## Supplied information:
==============================

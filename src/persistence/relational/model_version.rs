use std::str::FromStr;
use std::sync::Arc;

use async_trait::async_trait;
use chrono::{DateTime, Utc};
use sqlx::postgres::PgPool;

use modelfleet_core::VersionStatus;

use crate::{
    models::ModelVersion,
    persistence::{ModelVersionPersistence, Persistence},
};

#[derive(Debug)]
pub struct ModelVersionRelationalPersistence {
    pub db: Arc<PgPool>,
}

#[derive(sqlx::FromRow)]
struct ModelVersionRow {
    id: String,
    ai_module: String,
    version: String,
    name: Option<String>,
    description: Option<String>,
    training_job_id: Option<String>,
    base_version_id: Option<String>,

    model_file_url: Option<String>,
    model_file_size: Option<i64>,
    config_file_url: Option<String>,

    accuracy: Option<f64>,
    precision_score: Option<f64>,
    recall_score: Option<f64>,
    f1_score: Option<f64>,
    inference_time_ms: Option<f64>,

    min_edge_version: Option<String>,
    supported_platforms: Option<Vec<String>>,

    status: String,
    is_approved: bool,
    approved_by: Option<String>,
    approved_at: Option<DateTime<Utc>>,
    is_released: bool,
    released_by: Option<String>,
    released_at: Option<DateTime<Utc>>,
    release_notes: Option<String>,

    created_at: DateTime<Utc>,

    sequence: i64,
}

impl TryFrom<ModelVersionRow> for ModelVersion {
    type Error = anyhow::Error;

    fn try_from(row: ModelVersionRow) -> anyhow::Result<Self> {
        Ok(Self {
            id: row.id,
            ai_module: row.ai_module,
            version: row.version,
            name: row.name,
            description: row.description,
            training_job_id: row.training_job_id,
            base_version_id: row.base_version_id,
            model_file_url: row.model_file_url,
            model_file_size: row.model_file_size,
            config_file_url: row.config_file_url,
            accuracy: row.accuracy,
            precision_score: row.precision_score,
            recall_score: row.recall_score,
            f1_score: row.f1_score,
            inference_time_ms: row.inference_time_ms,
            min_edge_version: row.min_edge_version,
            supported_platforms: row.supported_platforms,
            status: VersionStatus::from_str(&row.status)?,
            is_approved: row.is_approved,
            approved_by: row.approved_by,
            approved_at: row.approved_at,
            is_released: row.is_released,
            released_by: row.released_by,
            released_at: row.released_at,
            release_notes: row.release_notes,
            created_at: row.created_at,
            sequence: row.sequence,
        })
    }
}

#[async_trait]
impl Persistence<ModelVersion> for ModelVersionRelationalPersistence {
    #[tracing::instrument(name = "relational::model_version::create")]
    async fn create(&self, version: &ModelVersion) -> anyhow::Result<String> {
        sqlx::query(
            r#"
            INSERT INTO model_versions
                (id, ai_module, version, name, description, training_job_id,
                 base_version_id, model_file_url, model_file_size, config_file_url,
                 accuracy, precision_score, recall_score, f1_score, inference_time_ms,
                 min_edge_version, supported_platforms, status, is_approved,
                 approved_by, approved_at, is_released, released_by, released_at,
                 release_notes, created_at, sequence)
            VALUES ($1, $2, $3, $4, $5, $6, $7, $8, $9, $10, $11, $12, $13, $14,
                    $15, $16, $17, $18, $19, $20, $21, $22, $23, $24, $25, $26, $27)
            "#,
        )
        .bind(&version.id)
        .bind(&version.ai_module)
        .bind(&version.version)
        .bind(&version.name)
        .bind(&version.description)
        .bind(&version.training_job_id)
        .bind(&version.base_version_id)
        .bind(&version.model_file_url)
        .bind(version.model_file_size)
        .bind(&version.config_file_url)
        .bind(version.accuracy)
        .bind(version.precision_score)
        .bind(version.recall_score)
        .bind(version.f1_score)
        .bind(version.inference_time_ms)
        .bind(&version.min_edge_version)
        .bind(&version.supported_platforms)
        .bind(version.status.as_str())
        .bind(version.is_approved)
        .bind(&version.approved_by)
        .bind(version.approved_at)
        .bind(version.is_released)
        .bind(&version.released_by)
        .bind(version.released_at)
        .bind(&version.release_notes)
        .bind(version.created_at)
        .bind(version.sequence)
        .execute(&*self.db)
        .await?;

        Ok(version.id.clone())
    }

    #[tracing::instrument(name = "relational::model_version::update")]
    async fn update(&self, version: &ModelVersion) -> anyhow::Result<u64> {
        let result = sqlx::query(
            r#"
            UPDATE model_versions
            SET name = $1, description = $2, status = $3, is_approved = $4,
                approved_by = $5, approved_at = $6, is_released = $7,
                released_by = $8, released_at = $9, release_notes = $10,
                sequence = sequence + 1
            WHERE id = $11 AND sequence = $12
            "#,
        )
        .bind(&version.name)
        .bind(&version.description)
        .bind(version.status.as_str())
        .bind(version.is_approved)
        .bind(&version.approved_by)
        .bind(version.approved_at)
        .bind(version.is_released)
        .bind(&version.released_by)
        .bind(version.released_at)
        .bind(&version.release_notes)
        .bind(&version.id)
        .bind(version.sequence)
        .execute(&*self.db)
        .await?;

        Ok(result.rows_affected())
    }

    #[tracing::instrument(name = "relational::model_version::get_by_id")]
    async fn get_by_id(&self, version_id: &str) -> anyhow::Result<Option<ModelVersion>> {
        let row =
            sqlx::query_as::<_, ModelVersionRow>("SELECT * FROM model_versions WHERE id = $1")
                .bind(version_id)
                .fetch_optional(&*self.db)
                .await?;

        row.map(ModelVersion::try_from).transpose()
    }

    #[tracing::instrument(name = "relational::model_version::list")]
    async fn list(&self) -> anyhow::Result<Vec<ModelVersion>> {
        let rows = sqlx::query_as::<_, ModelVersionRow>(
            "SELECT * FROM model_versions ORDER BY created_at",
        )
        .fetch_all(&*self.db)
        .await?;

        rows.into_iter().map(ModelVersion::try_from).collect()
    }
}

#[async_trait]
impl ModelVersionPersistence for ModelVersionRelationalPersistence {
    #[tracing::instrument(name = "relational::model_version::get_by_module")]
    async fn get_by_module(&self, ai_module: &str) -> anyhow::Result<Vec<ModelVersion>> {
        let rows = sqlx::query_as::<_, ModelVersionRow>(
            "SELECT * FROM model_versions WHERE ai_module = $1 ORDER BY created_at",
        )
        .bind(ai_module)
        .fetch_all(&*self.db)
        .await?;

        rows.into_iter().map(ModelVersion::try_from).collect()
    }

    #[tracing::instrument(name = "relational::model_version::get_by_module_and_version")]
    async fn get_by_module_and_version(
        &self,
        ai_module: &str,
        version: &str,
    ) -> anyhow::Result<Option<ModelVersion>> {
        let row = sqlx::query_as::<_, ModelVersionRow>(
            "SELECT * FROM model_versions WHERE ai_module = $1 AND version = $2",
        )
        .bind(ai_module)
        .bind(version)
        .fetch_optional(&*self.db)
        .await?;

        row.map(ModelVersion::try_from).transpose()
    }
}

==============================

The required result is a verbatim copy of all the entries.

## Reply to the exercise:
filename src/persistence/relational/model_version.rs
use std::str::FromStr;
use std::sync::Arc;

use async_trait::async_trait;
use chrono::{DateTime, Utc};
use sqlx::postgres::PgPool;

use modelfleet_core::VersionStatus;

use crate::{
    models::ModelVersion,
    persistence::{ModelVersionPersistence, Persistence},
};

#[derive(Debug)]
pub struct ModelVersionRelationalPersistence {
    pub db: Arc<PgPool>,
}

#[derive(sqlx::FromRow)]
struct ModelVersionRow {
    id: String,
    ai_module: String,
    version: String,
    name: Option<String>,
    description: Option<String>,
    training_job_id: Option<String>,
    base_version_id: Option<String>,

    model_file_url: Option<String>,
    model_file_size: Option<i64>,
    config_file_url: Option<String>,

    accuracy: Option<f64>,
    precision_score: Option<f64>,
    recall_score: Option<f64>,
    f1_score: Option<f64>,
    inference_time_ms: Option<f64>,

    min_edge_version: Option<String>,
    supported_platforms: Option<Vec<String>>,

    status: String,
    is_approved: bool,
    approved_by: Option<String>,
    approved_at: Option<DateTime<Utc>>,
    is_released: bool,
    released_by: Option<String>,
    released_at: Option<DateTime<Utc>>,
    release_notes: Option<String>,

    created_at: DateTime<Utc>,

    sequence: i64,
}

impl TryFrom<ModelVersionRow> for ModelVersion {
    type Error = anyhow::Error;

    fn try_from(row: ModelVersionRow) -> anyhow::Result<Self> {
        Ok(Self {
            id: row.id,
            ai_module: row.ai_module,
            version: row.version,
            name: row.name,
            description: row.description,
            training_job_id: row.training_job_id,
            base_version_id: row.base_version_id,
            model_file_url: row.model_file_url,
            model_file_size: row.model_file_size,
            config_file_url: row.config_file_url,
            accuracy: row.accuracy,
            precision_score: row.precision_score,
            recall_score: row.recall_score,
            f1_score: row.f1_score,
            inference_time_ms: row.inference_time_ms,
            min_edge_version: row.min_edge_version,
            supported_platforms: row.supported_platforms,
            status: VersionStatus::from_str(&row.status)?,
            is_approved: row.is_approved,
            approved_by: row.approved_by,
            approved_at: row.approved_at,
            is_released: row.is_released,
            released_by: row.released_by,
            released_at: row.released_at,
            release_notes: row.release_notes,
            created_at: row.created_at,
            sequence: row.sequence,
        })
    }
}

#[async_trait]
impl Persistence<ModelVersion> for ModelVersionRelationalPersistence {
    #[tracing::instrument(name = "relational::model_version::create")]
    async fn create(&self, version: &ModelVersion) -> anyhow::Result<String> {
        sqlx::query(
            r#"
            INSERT INTO model_versions
                (id, ai_module, version, name, description, training_job_id,
                 base_version_id, model_file_url, model_file_size, config_file_url,
                 accuracy, precision_score, recall_score, f1_score, inference_time_ms,
                 min_edge_version, supported_platforms, status, is_approved,
                 approved_by, approved_at, is_released, released_by, released_at,
                 release_notes, created_at, sequence)
            VALUES ($1, $2, $3, $4, $5, $6, $7, $8, $9, $10, $11, $12, $13, $14,
                    $15, $16, $17, $18, $19, $20, $21, $22, $23, $24, $25, $26, $27)
            "#,
        )
        .bind(&version.id)
        .bind(&version.ai_module)
        .bind(&version.version)
        .bind(&version.name)
        .bind(&version.description)
        .bind(&version.training_job_id)
        .bind(&version.base_version_id)
        .bind(&version.model_file_url)
        .bind(version.model_file_size)
        .bind(&version.config_file_url)
        .bind(version.accuracy)
        .bind(version.precision_score)
        .bind(version.recall_score)
        .bind(version.f1_score)
        .bind(version.inference_time_ms)
        .bind(&version.min_edge_version)
        .bind(&version.supported_platforms)
        .bind(version.status.as_str())
        .bind(version.is_approved)
        .bind(&version.approved_by)
        .bind(version.approved_at)
        .bind(version.is_released)
        .bind(&version.released_by)
        .bind(version.released_at)
        .bind(&version.release_notes)
        .bind(version.created_at)
        .bind(version.sequence)
        .execute(&*self.db)
        .await?;

        Ok(version.id.clone())
    }

    #[tracing::instrument(name = "relational::model_version::update")]
    async fn update(&self, version: &ModelVersion) -> anyhow::Result<u64> {
        let result = sqlx::query(
            r#"
            UPDATE model_versions
            SET name = $1, description = $2, status = $3, is_approved = $4,
                approved_by = $5, approved_at = $6, is_released = $7,
                released_by = $8, released_at = $9, release_notes = $10,
                sequence = sequence + 1
            WHERE id = $11 AND sequence = $12
            "#,
        )
        .bind(&version.name)
        .bind(&version.description)
        .bind(version.status.as_str())
        .bind(version.is_approved)
        .bind(&version.approved_by)
        .bind(version.approved_at)
        .bind(version.is_released)
        .bind(&version.released_by)
        .bind(version.released_at)
        .bind(&version.release_notes)
        .bind(&version.id)
        .bind(version.sequence)
        .execute(&*self.db)
        .await?;

        Ok(result.rows_affected())
    }

    #[tracing::instrument(name = "relational::model_version::get_by_id")]
    async fn get_by_id(&self, version_id: &str) -> anyhow::Result<Option<ModelVersion>> {
        let row =
            sqlx::query_as::<_, ModelVersionRow>("SELECT * FROM model_versions WHERE id = $1")
                .bind(version_id)
                .fetch_optional(&*self.db)
                .await?;

        row.map(ModelVersion::try_from).transpose()
    }

    #[tracing::instrument(name = "relational::model_version::list")]
    async fn list(&self) -> anyhow::Result<Vec<ModelVersion>> {
        let rows = sqlx::query_as::<_, ModelVersionRow>(
            "SELECT * FROM model_versions ORDER BY created_at",
        )
        .fetch_all(&*self.db)
        .await?;

        rows.into_iter().map(ModelVersion::try_from).collect()
    }
}

#[async_trait]
impl ModelVersionPersistence for ModelVersionRelationalPersistence {
    #[tracing::instrument(name = "relational::model_version::get_by_module")]
    async fn get_by_module(&self, ai_module: &str) -> anyhow::Result<Vec<ModelVersion>> {
        let rows = sqlx::query_as::<_, ModelVersionRow>(
            "SELECT * FROM model_versions WHERE ai_module = $1 ORDER BY created_at",
        )
        .bind(ai_module)
        .fetch_all(&*self.db)
        .await?;

        rows.into_iter().map(ModelVersion::try_from).collect()
    }

    #[tracing::instrument(name = "relational::model_version::get_by_module_and_version")]
    async fn get_by_module_and_version(
        &self,
        ai_module: &str,
        version: &str,
    ) -> anyhow::Result<Option<ModelVersion>> {
        let row = sqlx::query_as::<_, ModelVersionRow>(
            "SELECT * FROM model_versions WHERE ai_module = $1 AND version = $2",
        )
        .bind(ai_module)
        .bind(version)
        .fetch_optional(&*self.db)
        .await?;

        row.map(ModelVersion::try_from).transpose()
    }
}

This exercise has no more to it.